Segment Open

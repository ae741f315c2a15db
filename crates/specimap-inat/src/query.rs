//! Query construction for the upstream observation provider.
//!
//! Pure string/URL building; no network access. All parameter values go
//! through `query_pairs_mut`, so they are percent-encoded exactly once.

use chrono::{NaiveDate, NaiveTime, SecondsFormat, Utc};
use reqwest::Url;
use specimap_core::SearchDescriptor;

use crate::error::InatError;

/// The two leaderboard roles, each served under its own path segment.
#[derive(Debug, Clone, Copy, PartialEq, Eq)]
pub enum LeaderRole {
    Observers,
    Identifiers,
}

impl LeaderRole {
    #[must_use]
    pub fn as_str(self) -> &'static str {
        match self {
            LeaderRole::Observers => "observers",
            LeaderRole::Identifiers => "identifiers",
        }
    }
}

/// Builds the primary observation query URL.
///
/// Always sets `taxon_name`, `lat`, `lng`, `radius`, and `quality_grade`.
/// `d1`/`d2` appear only when the corresponding date option is non-empty;
/// an absent date means "no bound", never "now" or "epoch".
///
/// # Errors
///
/// Returns [`InatError::InvalidQuery`] if the specimen name is blank, the
/// coordinate is non-finite or out of range, the radius is not a positive
/// finite number, or a set date string does not parse.
pub fn observation_url(base: &Url, descriptor: &SearchDescriptor) -> Result<Url, InatError> {
    build_query(base, descriptor, &["observations"])
}

/// Builds the leaderboard query URL for one role.
///
/// Same parameters and validation as [`observation_url`], with the role
/// appended as a path segment.
///
/// # Errors
///
/// Returns [`InatError::InvalidQuery`] under the same conditions as
/// [`observation_url`].
pub fn leaderboard_url(
    base: &Url,
    descriptor: &SearchDescriptor,
    role: LeaderRole,
) -> Result<Url, InatError> {
    build_query(base, descriptor, &["observations", role.as_str()])
}

fn build_query(
    base: &Url,
    descriptor: &SearchDescriptor,
    segments: &[&str],
) -> Result<Url, InatError> {
    let name = descriptor.specimen_name.trim();
    if name.is_empty() {
        return Err(InatError::InvalidQuery(
            "specimen name must not be empty".to_string(),
        ));
    }
    if !descriptor.coordinate.is_valid() {
        return Err(InatError::InvalidQuery(format!(
            "coordinate out of range: lat={}, lng={}",
            descriptor.coordinate.lat, descriptor.coordinate.lng
        )));
    }
    let options = &descriptor.options;
    if !options.radius_km.is_finite() || options.radius_km <= 0.0 {
        return Err(InatError::InvalidQuery(format!(
            "radius must be a positive number, got {}",
            options.radius_km
        )));
    }

    let mut url = base.clone();
    url.path_segments_mut()
        .map_err(|()| InatError::InvalidQuery("base URL cannot be a base".to_string()))?
        .extend(segments);

    {
        let mut pairs = url.query_pairs_mut();
        pairs.append_pair("taxon_name", name);
        pairs.append_pair("lat", &descriptor.coordinate.lat.to_string());
        pairs.append_pair("lng", &descriptor.coordinate.lng.to_string());
        pairs.append_pair("radius", &options.radius_km.to_string());
        pairs.append_pair("quality_grade", &options.grade_type);

        if !options.since_date.is_empty() {
            pairs.append_pair("d1", &normalize_date_param(&options.since_date, "d1")?);
        }
        if !options.before_date.is_empty() {
            pairs.append_pair("d2", &normalize_date_param(&options.before_date, "d2")?);
        }
    }

    Ok(url)
}

/// Converts a `"YYYY-MM-DD"` option string into the RFC3339 millisecond UTC
/// timestamp the provider expects (`2024-01-01T00:00:00.000Z`). Full RFC3339
/// input is passed through re-normalized.
fn normalize_date_param(raw: &str, param: &str) -> Result<String, InatError> {
    if let Ok(date) = NaiveDate::parse_from_str(raw, "%Y-%m-%d") {
        let ts = date.and_time(NaiveTime::MIN).and_utc();
        return Ok(ts.to_rfc3339_opts(SecondsFormat::Millis, true));
    }
    if let Ok(ts) = chrono::DateTime::parse_from_rfc3339(raw) {
        return Ok(ts
            .with_timezone(&Utc)
            .to_rfc3339_opts(SecondsFormat::Millis, true));
    }
    Err(InatError::InvalidQuery(format!(
        "unparsable date for {param}: '{raw}'"
    )))
}

#[cfg(test)]
mod tests {
    use specimap_core::{Coordinate, DisplayOptions};

    use super::*;

    fn base() -> Url {
        Url::parse("https://api.inaturalist.org/v1").unwrap()
    }

    fn poppy_descriptor() -> SearchDescriptor {
        SearchDescriptor {
            specimen_name: "Poppy".to_string(),
            coordinate: Coordinate {
                lat: 39.35,
                lng: -120.26,
            },
            options: DisplayOptions::default(),
        }
    }

    #[test]
    fn observation_url_matches_reference_query() {
        let url = observation_url(&base(), &poppy_descriptor()).unwrap();
        assert!(url.as_str().contains(
            "taxon_name=Poppy&lat=39.35&lng=-120.26&radius=75&quality_grade=needs_id%2Cresearch%2Ccasual"
        ));
        assert!(!url.as_str().contains("d1="));
        assert!(!url.as_str().contains("d2="));
    }

    #[test]
    fn observation_url_includes_normalized_dates_when_set() {
        let mut descriptor = poppy_descriptor();
        descriptor.options.since_date = "2024-01-01".to_string();
        descriptor.options.before_date = "2024-06-15".to_string();
        let url = observation_url(&base(), &descriptor).unwrap();
        let query = url.query().unwrap();
        assert!(query.contains("d1=2024-01-01T00%3A00%3A00.000Z"));
        assert!(query.contains("d2=2024-06-15T00%3A00%3A00.000Z"));
    }

    #[test]
    fn observation_url_rejects_blank_specimen() {
        let mut descriptor = poppy_descriptor();
        descriptor.specimen_name = "  ".to_string();
        let err = observation_url(&base(), &descriptor).unwrap_err();
        assert!(matches!(err, InatError::InvalidQuery(_)));
    }

    #[test]
    fn observation_url_rejects_non_finite_coordinate() {
        let mut descriptor = poppy_descriptor();
        descriptor.coordinate.lat = f64::NAN;
        let err = observation_url(&base(), &descriptor).unwrap_err();
        assert!(matches!(err, InatError::InvalidQuery(_)));
    }

    #[test]
    fn observation_url_rejects_unparsable_date() {
        let mut descriptor = poppy_descriptor();
        descriptor.options.since_date = "last tuesday".to_string();
        let err = observation_url(&base(), &descriptor).unwrap_err();
        assert!(matches!(err, InatError::InvalidQuery(_)));
    }

    #[test]
    fn leaderboard_url_appends_role_segment() {
        let observers =
            leaderboard_url(&base(), &poppy_descriptor(), LeaderRole::Observers).unwrap();
        assert!(observers.path().ends_with("/observations/observers"));

        let identifiers =
            leaderboard_url(&base(), &poppy_descriptor(), LeaderRole::Identifiers).unwrap();
        assert!(identifiers.path().ends_with("/observations/identifiers"));
    }

    #[test]
    fn query_encodes_specimen_name_once() {
        let mut descriptor = poppy_descriptor();
        descriptor.specimen_name = "California Poppy".to_string();
        let url = observation_url(&base(), &descriptor).unwrap();
        let query = url.query().unwrap();
        assert!(
            query.contains("taxon_name=California+Poppy")
                || query.contains("taxon_name=California%20Poppy"),
            "specimen name should be encoded once: {query}"
        );
    }
}
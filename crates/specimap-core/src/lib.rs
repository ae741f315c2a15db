mod app_config;
mod config;
mod model;

pub use app_config::{AppConfig, Environment};
pub use config::{load_app_config, load_app_config_from_env, ConfigError};
pub use model::{
    Coordinate, DisplayOptions, ImageSet, LeadingUser, LeadingUsers, Observation, ResultBundle,
    SearchDescriptor, UserRef, DEFAULT_COORDINATE, MAX_DISPLAY_AMOUNT, MAX_RADIUS_KM,
    PLACEHOLDER_ICON,
};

Segment Closed

:: Aim of the exercise ::
Set down the complete listing once more, exactly as it appears.

:: Exercise response ::
repository ae741f315c2a15db
filename crates/specimap-inat/src/query.rs
//! Query construction for the upstream observation provider.
//!
//! Pure string/URL building; no network access. All parameter values go
//! through `query_pairs_mut`, so they are percent-encoded exactly once.

use chrono::{NaiveDate, NaiveTime, SecondsFormat, Utc};
use reqwest::Url;
use specimap_core::SearchDescriptor;

use crate::error::InatError;

/// The two leaderboard roles, each served under its own path segment.
#[derive(Debug, Clone, Copy, PartialEq, Eq)]
pub enum LeaderRole {
    Observers,
    Identifiers,
}

impl LeaderRole {
    #[must_use]
    pub fn as_str(self) -> &'static str {
        match self {
            LeaderRole::Observers => "observers",
            LeaderRole::Identifiers => "identifiers",
        }
    }
}

/// Builds the primary observation query URL.
///
/// Always sets `taxon_name`, `lat`, `lng`, `radius`, and `quality_grade`.
/// `d1`/`d2` appear only when the corresponding date option is non-empty;
/// an absent date means "no bound", never "now" or "epoch".
///
/// # Errors
///
/// Returns [`InatError::InvalidQuery`] if the specimen name is blank, the
/// coordinate is non-finite or out of range, the radius is not a positive
/// finite number, or a set date string does not parse.
pub fn observation_url(base: &Url, descriptor: &SearchDescriptor) -> Result<Url, InatError> {
    build_query(base, descriptor, &["observations"])
}

/// Builds the leaderboard query URL for one role.
///
/// Same parameters and validation as [`observation_url`], with the role
/// appended as a path segment.
///
/// # Errors
///
/// Returns [`InatError::InvalidQuery`] under the same conditions as
/// [`observation_url`].
pub fn leaderboard_url(
    base: &Url,
    descriptor: &SearchDescriptor,
    role: LeaderRole,
) -> Result<Url, InatError> {
    build_query(base, descriptor, &["observations", role.as_str()])
}

fn build_query(
    base: &Url,
    descriptor: &SearchDescriptor,
    segments: &[&str],
) -> Result<Url, InatError> {
    let name = descriptor.specimen_name.trim();
    if name.is_empty() {
        return Err(InatError::InvalidQuery(
            "specimen name must not be empty".to_string(),
        ));
    }
    if !descriptor.coordinate.is_valid() {
        return Err(InatError::InvalidQuery(format!(
            "coordinate out of range: lat={}, lng={}",
            descriptor.coordinate.lat, descriptor.coordinate.lng
        )));
    }
    let options = &descriptor.options;
    if !options.radius_km.is_finite() || options.radius_km <= 0.0 {
        return Err(InatError::InvalidQuery(format!(
            "radius must be a positive number, got {}",
            options.radius_km
        )));
    }

    let mut url = base.clone();
    url.path_segments_mut()
        .map_err(|()| InatError::InvalidQuery("base URL cannot be a base".to_string()))?
        .extend(segments);

    {
        let mut pairs = url.query_pairs_mut();
        pairs.append_pair("taxon_name", name);
        pairs.append_pair("lat", &descriptor.coordinate.lat.to_string());
        pairs.append_pair("lng", &descriptor.coordinate.lng.to_string());
        pairs.append_pair("radius", &options.radius_km.to_string());
        pairs.append_pair("quality_grade", &options.grade_type);

        if !options.since_date.is_empty() {
            pairs.append_pair("d1", &normalize_date_param(&options.since_date, "d1")?);
        }
        if !options.before_date.is_empty() {
            pairs.append_pair("d2", &normalize_date_param(&options.before_date, "d2")?);
        }
    }

    Ok(url)
}

/// Converts a `"YYYY-MM-DD"` option string into the RFC3339 millisecond UTC
/// timestamp the provider expects (`2024-01-01T00:00:00.000Z`). Full RFC3339
/// input is passed through re-normalized.
fn normalize_date_param(raw: &str, param: &str) -> Result<String, InatError> {
    if let Ok(date) = NaiveDate::parse_from_str(raw, "%Y-%m-%d") {
        let ts = date.and_time(NaiveTime::MIN).and_utc();
        return Ok(ts.to_rfc3339_opts(SecondsFormat::Millis, true));
    }
    if let Ok(ts) = chrono::DateTime::parse_from_rfc3339(raw) {
        return Ok(ts
            .with_timezone(&Utc)
            .to_rfc3339_opts(SecondsFormat::Millis, true));
    }
    Err(InatError::InvalidQuery(format!(
        "unparsable date for {param}: '{raw}'"
    )))
}

#[cfg(test)]
mod tests {
    use specimap_core::{Coordinate, DisplayOptions};

    use super::*;

    fn base() -> Url {
        Url::parse("https://api.inaturalist.org/v1").unwrap()
    }

    fn poppy_descriptor() -> SearchDescriptor {
        SearchDescriptor {
            specimen_name: "Poppy".to_string(),
            coordinate: Coordinate {
                lat: 39.35,
                lng: -120.26,
            },
            options: DisplayOptions::default(),
        }
    }

    #[test]
    fn observation_url_matches_reference_query() {
        let url = observation_url(&base(), &poppy_descriptor()).unwrap();
        assert!(url.as_str().contains(
            "taxon_name=Poppy&lat=39.35&lng=-120.26&radius=75&quality_grade=needs_id%2Cresearch%2Ccasual"
        ));
        assert!(!url.as_str().contains("d1="));
        assert!(!url.as_str().contains("d2="));
    }

    #[test]
    fn observation_url_includes_normalized_dates_when_set() {
        let mut descriptor = poppy_descriptor();
        descriptor.options.since_date = "2024-01-01".to_string();
        descriptor.options.before_date = "2024-06-15".to_string();
        let url = observation_url(&base(), &descriptor).unwrap();
        let query = url.query().unwrap();
        assert!(query.contains("d1=2024-01-01T00%3A00%3A00.000Z"));
        assert!(query.contains("d2=2024-06-15T00%3A00%3A00.000Z"));
    }

    #[test]
    fn observation_url_rejects_blank_specimen() {
        let mut descriptor = poppy_descriptor();
        descriptor.specimen_name = "  ".to_string();
        let err = observation_url(&base(), &descriptor).unwrap_err();
        assert!(matches!(err, InatError::InvalidQuery(_)));
    }

    #[test]
    fn observation_url_rejects_non_finite_coordinate() {
        let mut descriptor = poppy_descriptor();
        descriptor.coordinate.lat = f64::NAN;
        let err = observation_url(&base(), &descriptor).unwrap_err();
        assert!(matches!(err, InatError::InvalidQuery(_)));
    }

    #[test]
    fn observation_url_rejects_unparsable_date() {
        let mut descriptor = poppy_descriptor();
        descriptor.options.since_date = "last tuesday".to_string();
        let err = observation_url(&base(), &descriptor).unwrap_err();
        assert!(matches!(err, InatError::InvalidQuery(_)));
    }

    #[test]
    fn leaderboard_url_appends_role_segment() {
        let observers =
            leaderboard_url(&base(), &poppy_descriptor(), LeaderRole::Observers).unwrap();
        assert!(observers.path().ends_with("/observations/observers"));

        let identifiers =
            leaderboard_url(&base(), &poppy_descriptor(), LeaderRole::Identifiers).unwrap();
        assert!(identifiers.path().ends_with("/observations/identifiers"));
    }

    #[test]
    fn query_encodes_specimen_name_once() {
        let mut descriptor = poppy_descriptor();
        descriptor.specimen_name = "California Poppy".to_string();
        let url = observation_url(&base(), &descriptor).unwrap();
        let query = url.query().unwrap();
        assert!(
            query.contains("taxon_name=California+Poppy")
                || query.contains("taxon_name=California%20Poppy"),
            "specimen name should be encoded once: {query}"
        );
    }
}
filename crates/specimap-core/src/lib.rs
repository ae741f315c2a15db
mod app_config;
mod config;
mod model;

pub use app_config::{AppConfig, Environment};
pub use config::{load_app_config, load_app_config_from_env, ConfigError};
pub use model::{
    Coordinate, DisplayOptions, ImageSet, LeadingUser, LeadingUsers, Observation, ResultBundle,
    SearchDescriptor, UserRef, DEFAULT_COORDINATE, MAX_DISPLAY_AMOUNT, MAX_RADIUS_KM,
    PLACEHOLDER_ICON,
};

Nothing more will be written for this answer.